The leading distributors ― which include Prime, Gulf Film and Empire International ― handle multiple territory releases across the region. Studios release through these companies as few have a substantial regional presence themselves.
English-language fare, specifically US movies, dominates the market. However, Bollywood films are popular in those countries where the population includes a significant Indian or Pakistani community, such as the United Arab Emirates, although their audiences are often dwarfed by the Western competition.
Challenges for distribution
For many international figures working in the region, cinema-going is still hugely undervalued by distributors and does not receive the required logistical and advertising support. Major marketing campaigns are rare and low-visibility compared with European or US equivalents.
What’s more, the varying degrees of what is deemed acceptable on screen in many of the Gulf countries can make it difficult to take a blanket approach to the region.
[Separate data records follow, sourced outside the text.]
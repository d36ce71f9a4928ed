//! Shared helpers: a router over a seeded memory store, driven with `oneshot`.

#![allow(dead_code)]

use axum::{
    body::Body,
    http::{Method, Request, StatusCode},
    Router,
};
use book_api::{app, AppState, MemoryBookStore, Settings};
use serde_json::{json, Value};
use std::sync::Arc;
use tower::ServiceExt;

pub const BASE: &str = "/api/v1/books";

pub fn router(store: MemoryBookStore, monthly_plan_enabled: bool) -> Router {
    let settings = Settings {
        monthly_plan_enabled,
        ..Settings::default()
    };
    app(AppState::new(Arc::new(store)), &settings)
}

pub fn empty_router() -> Router {
    router(MemoryBookStore::new(), false)
}

/// Send one request; returns the status and the JSON body (`Null` when empty).
pub async fn send(app: &Router, method: Method, uri: &str, body: Option<Value>) -> (StatusCode, Value) {
    let builder = Request::builder().method(method).uri(uri);
    let request = match body {
        Some(b) => builder
            .header("content-type", "application/json")
            .body(Body::from(b.to_string()))
            .unwrap(),
        None => builder.body(Body::empty()).unwrap(),
    };
    send_request(app, request).await
}

pub async fn send_request(app: &Router, request: Request<Body>) -> (StatusCode, Value) {
    let response = app.clone().oneshot(request).await.unwrap();
    let status = response.status();
    let bytes = axum::body::to_bytes(response.into_body(), usize::MAX).await.unwrap();
    let body = if bytes.is_empty() {
        Value::Null
    } else {
        serde_json::from_slice(&bytes).unwrap()
    };
    (status, body)
}

pub async fn get(app: &Router, uri: &str) -> (StatusCode, Value) {
    send(app, Method::GET, uri, None).await
}

pub fn valid_book(name: &str) -> Value {
    json!({
        "name": name,
        "department": "Computer Science",
        "summary": "A book about programs."
    })
}

/// Twelve books with distinct prices and creation times; book `n` is created on day `n`.
pub fn catalogue() -> MemoryBookStore {
    MemoryBookStore::with_documents((1..=12).map(|n| {
        json!({
            "id": format!("00000000-0000-0000-0000-{:012}", n),
            "createdAt": format!("2021-01-{:02}T00:00:00.000Z", n),
            "__v": 0,
            "name": format!("Book {:02}", n),
            "slug": format!("book-{:02}", n),
            "department": "Marketing",
            "summary": "Seeded.",
            "price": (n * 7) % 13,
            "year": "2021-01-01T00:00:00.000Z"
        })
    }))
}

pub fn names(body: &Value) -> Vec<String> {
    body["data"]["books"]
        .as_array()
        .unwrap()
        .iter()
        .map(|b| b["name"].as_str().unwrap_or_default().to_string())
        .collect()
}
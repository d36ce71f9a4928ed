//! Book API server. Settings come from the environment (and `.env` when present).

use book_api::{app, install_environment, AppState, BookStore, MemoryBookStore, PgBookStore, Settings, StorageBackend};
use std::sync::Arc;
use tokio::net::TcpListener;

#[tokio::main]
async fn main() -> Result<(), Box<dyn std::error::Error>> {
    dotenvy::dotenv().ok();
    tracing_subscriber::fmt()
        .with_env_filter(
            tracing_subscriber::EnvFilter::try_from_default_env()
                .unwrap_or_else(|_| tracing_subscriber::EnvFilter::new("book_api=info,tower_http=info")),
        )
        .init();

    let settings = Settings::from_env()?;
    install_environment(settings.environment);

    let store: Arc<dyn BookStore> = match settings.storage()? {
        StorageBackend::Memory => {
            tracing::warn!("using in-memory store; data is lost on exit");
            Arc::new(MemoryBookStore::new())
        }
        StorageBackend::Postgres(url) => {
            Arc::new(PgBookStore::connect(&url, settings.database_max_connections).await?)
        }
    };

    let router = app(AppState::new(store), &settings);
    let listener = TcpListener::bind(settings.bind_address()).await?;
    tracing::info!(
        environment = ?settings.environment,
        base_path = %settings.books_base_path,
        "listening on {}",
        listener.local_addr()?
    );
    axum::serve(listener, router)
        .with_graceful_shutdown(shutdown_signal())
        .await?;
    Ok(())
}

async fn shutdown_signal() {
    if let Err(e) = tokio::signal::ctrl_c().await {
        tracing::error!(error = %e, "failed to listen for shutdown signal");
    }
    tracing::info!("shutting down");
}
//! Casting of incoming JSON and query-string values to the stored representation.

use crate::error::ValidationErrors;
use crate::schema::book::filter_kind;
use crate::schema::types::{FieldKind, FieldRule, Schema};
use chrono::{DateTime, NaiveDate, NaiveDateTime, TimeZone, Utc};
use serde_json::{Map, Number, Value};

/// Stored timestamp layout. Fixed width and UTC, so lexical order is chronological order.
pub const TIMESTAMP_FORMAT: &str = "%Y-%m-%dT%H:%M:%S%.3fZ";

pub fn format_timestamp(ts: DateTime<Utc>) -> String {
    ts.format(TIMESTAMP_FORMAT).to_string()
}

/// Accepts RFC 3339, `YYYY-MM-DDTHH:MM:SS[.fff]` (read as UTC) and `YYYY-MM-DD` (midnight UTC).
pub fn parse_timestamp(s: &str) -> Option<DateTime<Utc>> {
    let s = s.trim();
    if let Ok(ts) = DateTime::parse_from_rfc3339(s) {
        return Some(ts.with_timezone(&Utc));
    }
    if let Ok(naive) = NaiveDateTime::parse_from_str(s, "%Y-%m-%dT%H:%M:%S%.f") {
        return Some(Utc.from_utc_datetime(&naive));
    }
    NaiveDate::parse_from_str(s, "%Y-%m-%d")
        .ok()
        .and_then(|d| d.and_hms_opt(0, 0, 0))
        .map(|naive| Utc.from_utc_datetime(&naive))
}

/// Whole numbers become JSON integers so `"10"` and `10` store alike.
fn number_value(n: f64) -> Option<Value> {
    if !n.is_finite() {
        return None;
    }
    if n.fract() == 0.0 && n.abs() < i64::MAX as f64 {
        return Some(Value::Number((n as i64).into()));
    }
    Number::from_f64(n).map(Value::Number)
}

fn cast_failed(rule: &FieldRule, v: &Value) -> String {
    format!("Cast to {} failed for value {} at path \"{}\"", rule.kind.name(), v, rule.name)
}

fn as_text(v: &Value) -> Option<String> {
    match v {
        Value::String(s) => Some(s.clone()),
        Value::Number(n) => Some(n.to_string()),
        Value::Bool(b) => Some(b.to_string()),
        _ => None,
    }
}

fn as_number(v: &Value) -> Option<f64> {
    match v {
        Value::Number(n) => n.as_f64(),
        Value::String(s) => s.trim().parse::<f64>().ok(),
        _ => None,
    }
}

/// Cast one value by its rule. Null stays null; required checks happen in validation.
pub fn cast_value(rule: &FieldRule, v: &Value) -> Result<Value, String> {
    if v.is_null() {
        return Ok(Value::Null);
    }
    match rule.kind {
        FieldKind::Text | FieldKind::Enum(_) | FieldKind::Uuid => {
            let s = as_text(v).ok_or_else(|| cast_failed(rule, v))?;
            Ok(Value::String(if rule.trim { s.trim().to_string() } else { s }))
        }
        FieldKind::Number => {
            if matches!(v, Value::String(s) if s.trim().is_empty()) {
                return Ok(Value::Null);
            }
            as_number(v)
                .and_then(number_value)
                .ok_or_else(|| cast_failed(rule, v))
        }
        FieldKind::Integer => {
            if matches!(v, Value::String(s) if s.trim().is_empty()) {
                return Ok(Value::Null);
            }
            as_number(v)
                .filter(|n| n.fract() == 0.0)
                .and_then(number_value)
                .ok_or_else(|| cast_failed(rule, v))
        }
        FieldKind::Timestamp => {
            let ts = match v {
                Value::String(s) => parse_timestamp(s),
                Value::Number(n) => n.as_i64().and_then(|ms| Utc.timestamp_millis_opt(ms).single()),
                _ => None,
            };
            ts.map(|ts| Value::String(format_timestamp(ts)))
                .ok_or_else(|| cast_failed(rule, v))
        }
        FieldKind::TextArray => match v {
            Value::Array(items) => items
                .iter()
                .map(|item| as_text(item).map(Value::String).ok_or_else(|| cast_failed(rule, item)))
                .collect::<Result<Vec<_>, _>>()
                .map(Value::Array),
            Value::String(s) => Ok(Value::Array(vec![Value::String(s.clone())])),
            _ => Err(cast_failed(rule, v)),
        },
    }
}

/// Cast every known, writable key of `input`. Unknown and read-only keys are dropped.
/// Cast failures are collected per field.
pub fn cast_document(schema: &Schema, input: Map<String, Value>) -> Result<Map<String, Value>, ValidationErrors> {
    let mut out = Map::new();
    let mut errors = ValidationErrors::new(schema.model);
    for (key, value) in input {
        if schema.is_read_only(&key) {
            continue;
        }
        let Some(rule) = schema.field(&key) else {
            tracing::debug!(field = %key, "dropping key not in schema");
            continue;
        };
        match cast_value(rule, &value) {
            Ok(v) => {
                out.insert(key, v);
            }
            Err(message) => errors.push(key, message),
        }
    }
    errors.into_result().map(|()| out)
}

/// Cast a raw query-string value for comparison against `field`.
/// Keys unknown to the schema are inferred: number, then boolean, then string.
pub fn cast_filter_value(field: &str, raw: &str) -> Result<Value, String> {
    let invalid = || format!("Invalid value \"{}\" for field \"{}\"", raw, field);
    let Some(kind) = filter_kind(field) else {
        if let Some(v) = raw.trim().parse::<f64>().ok().and_then(number_value) {
            return Ok(v);
        }
        return Ok(match raw {
            "true" => Value::Bool(true),
            "false" => Value::Bool(false),
            _ => Value::String(raw.to_string()),
        });
    };
    match kind {
        FieldKind::Uuid => uuid::Uuid::parse_str(raw.trim())
            .map(|u| Value::String(u.to_string()))
            .map_err(|_| invalid()),
        FieldKind::Text | FieldKind::Enum(_) | FieldKind::TextArray => Ok(Value::String(raw.trim().to_string())),
        FieldKind::Number => raw.trim().parse::<f64>().ok().and_then(number_value).ok_or_else(invalid),
        FieldKind::Integer => raw
            .trim()
            .parse::<f64>()
            .ok()
            .filter(|n| n.fract() == 0.0)
            .and_then(number_value)
            .ok_or_else(invalid),
        FieldKind::Timestamp => parse_timestamp(raw)
            .map(|ts| Value::String(format_timestamp(ts)))
            .ok_or_else(invalid),
    }
}
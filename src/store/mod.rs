//! Book persistence: the `BookStore` contract and its backends.

mod compare;
pub mod memory;
pub mod postgres;

pub use memory::MemoryBookStore;
pub use postgres::{ensure_database_exists, ensure_schema, PgBookStore};

use crate::error::AppError;
use crate::query::{Projection, QuerySpec, ResolvedProjection, TypedPredicate};
use crate::reports::{BookStats, MonthlyPlan, MonthlyPlanReport, StatsReport};
use crate::schema::{BookPatch, NewBook, BOOK_SCHEMA};
use async_trait::async_trait;
use chrono::{DateTime, Utc};
use serde_json::Value;
use uuid::Uuid;

#[async_trait]
pub trait BookStore: Send + Sync {
    /// Name used in readiness output.
    fn backend(&self) -> &'static str;

    async fn ping(&self) -> Result<(), AppError>;

    async fn find(&self, spec: &QuerySpec) -> Result<Vec<Value>, AppError>;

    /// One document with the read projection applied.
    async fn find_by_id(&self, id: Uuid) -> Result<Option<Value>, AppError>;

    /// Persist a prepared document; returns it in full, with `id`, `createdAt` and `__v`.
    async fn insert(&self, book: NewBook) -> Result<Value, AppError>;

    /// Merge `patch` into the document; returns the result with the read projection applied.
    async fn update_by_id(&self, id: Uuid, patch: BookPatch) -> Result<Option<Value>, AppError>;

    /// `true` when a document was removed.
    async fn delete_by_id(&self, id: Uuid) -> Result<bool, AppError>;

    async fn book_stats(&self, report: &StatsReport) -> Result<Vec<BookStats>, AppError>;

    async fn monthly_plan(&self, report: &MonthlyPlanReport) -> Result<Vec<MonthlyPlan>, AppError>;
}

/// Projection for single-document reads: hidden fields out, `__v` kept.
pub fn read_projection() -> ResolvedProjection {
    Projection::default().resolve(&BOOK_SCHEMA.hidden_fields())
}

pub fn list_projection(spec: &QuerySpec) -> ResolvedProjection {
    spec.projection.resolve(&BOOK_SCHEMA.hidden_fields())
}

pub fn typed_filters(spec: &QuerySpec) -> Result<Vec<TypedPredicate>, AppError> {
    spec.filter.iter().map(|p| p.cast()).collect()
}

pub fn plan_window(report: &MonthlyPlanReport) -> Result<(DateTime<Utc>, DateTime<Utc>), AppError> {
    report
        .window()
        .ok_or_else(|| AppError::BadRequest(format!("Year {} is out of range", report.year)))
}
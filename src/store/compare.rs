//! Document matching and ordering for the memory store. Follows PostgreSQL's jsonb ordering
//! so both backends agree.

use crate::query::{Comparison, Direction, SortKey, TypedPredicate};
use crate::schema::book::ID_FIELD;
use serde_json::{Map, Value};
use std::cmp::Ordering;

/// Missing < null < string < number < boolean < array < object.
fn type_rank(v: Option<&Value>) -> u8 {
    match v {
        None => 0,
        Some(Value::Null) => 1,
        Some(Value::String(_)) => 2,
        Some(Value::Number(_)) => 3,
        Some(Value::Bool(_)) => 4,
        Some(Value::Array(_)) => 5,
        Some(Value::Object(_)) => 6,
    }
}

pub fn compare_values(a: Option<&Value>, b: Option<&Value>) -> Ordering {
    let by_rank = type_rank(a).cmp(&type_rank(b));
    if by_rank != Ordering::Equal {
        return by_rank;
    }
    match (a, b) {
        (Some(Value::String(x)), Some(Value::String(y))) => x.cmp(y),
        (Some(Value::Number(x)), Some(Value::Number(y))) => {
            let (x, y) = (x.as_f64().unwrap_or(0.0), y.as_f64().unwrap_or(0.0));
            x.partial_cmp(&y).unwrap_or(Ordering::Equal)
        }
        (Some(Value::Bool(x)), Some(Value::Bool(y))) => x.cmp(y),
        (Some(Value::Array(x)), Some(Value::Array(y))) => x.len().cmp(&y.len()).then_with(|| {
            x.iter()
                .zip(y)
                .map(|(a, b)| compare_values(Some(a), Some(b)))
                .find(|o| *o != Ordering::Equal)
                .unwrap_or(Ordering::Equal)
        }),
        (Some(Value::Object(x)), Some(Value::Object(y))) => x.len().cmp(&y.len()).then_with(|| {
            Value::Object(x.clone()).to_string().cmp(&Value::Object(y.clone()).to_string())
        }),
        _ => Ordering::Equal,
    }
}

fn same_type(a: &Value, b: &Value) -> bool {
    type_rank(Some(a)) == type_rank(Some(b))
}

fn value_matches(stored: &Value, comparison: Comparison, wanted: &Value) -> bool {
    let direct = same_type(stored, wanted) && comparison.accepts(compare_values(Some(stored), Some(wanted)));
    if direct {
        return true;
    }
    match stored {
        Value::Array(items) => items
            .iter()
            .any(|item| same_type(item, wanted) && comparison.accepts(compare_values(Some(item), Some(wanted)))),
        _ => false,
    }
}

/// Whether `doc` satisfies the predicate. Arrays match when any element does.
pub fn matches(doc: &Map<String, Value>, predicate: &TypedPredicate) -> bool {
    let Some(stored) = doc.get(&predicate.field) else {
        return false;
    };
    predicate
        .values
        .iter()
        .any(|wanted| value_matches(stored, predicate.comparison, wanted))
}

/// Order by `sort`, missing keys first ascending and last descending, then by `id`.
pub fn compare_documents(a: &Map<String, Value>, b: &Map<String, Value>, sort: &[SortKey]) -> Ordering {
    sort.iter()
        .map(|key| {
            let ord = compare_values(a.get(&key.field), b.get(&key.field));
            match key.direction {
                Direction::Asc => ord,
                Direction::Desc => ord.reverse(),
            }
        })
        .find(|o| *o != Ordering::Equal)
        .unwrap_or_else(|| compare_values(a.get(ID_FIELD), b.get(ID_FIELD)))
}
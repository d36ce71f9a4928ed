//! Shared application state for all routes.

use crate::store::BookStore;
use std::sync::Arc;

#[derive(Clone)]
pub struct AppState {
    pub store: Arc<dyn BookStore>,
}

impl AppState {
    pub fn new(store: Arc<dyn BookStore>) -> Self {
        AppState { store }
    }
}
Going to the cinema is a popular leisure activity and the strategic situating of theatres in malls makes it more likely that families will frequent a particular chain. Ticket prices are cheap in relation to salaries, which may explain why the market in the Gulf region has not markedly suffered during the financial crisis. The intense summer temperatures also increase attendance during the hotter months, as the air-conditioned cinemas market themselves as part of the “under one roof” philosophy of the region’s malls.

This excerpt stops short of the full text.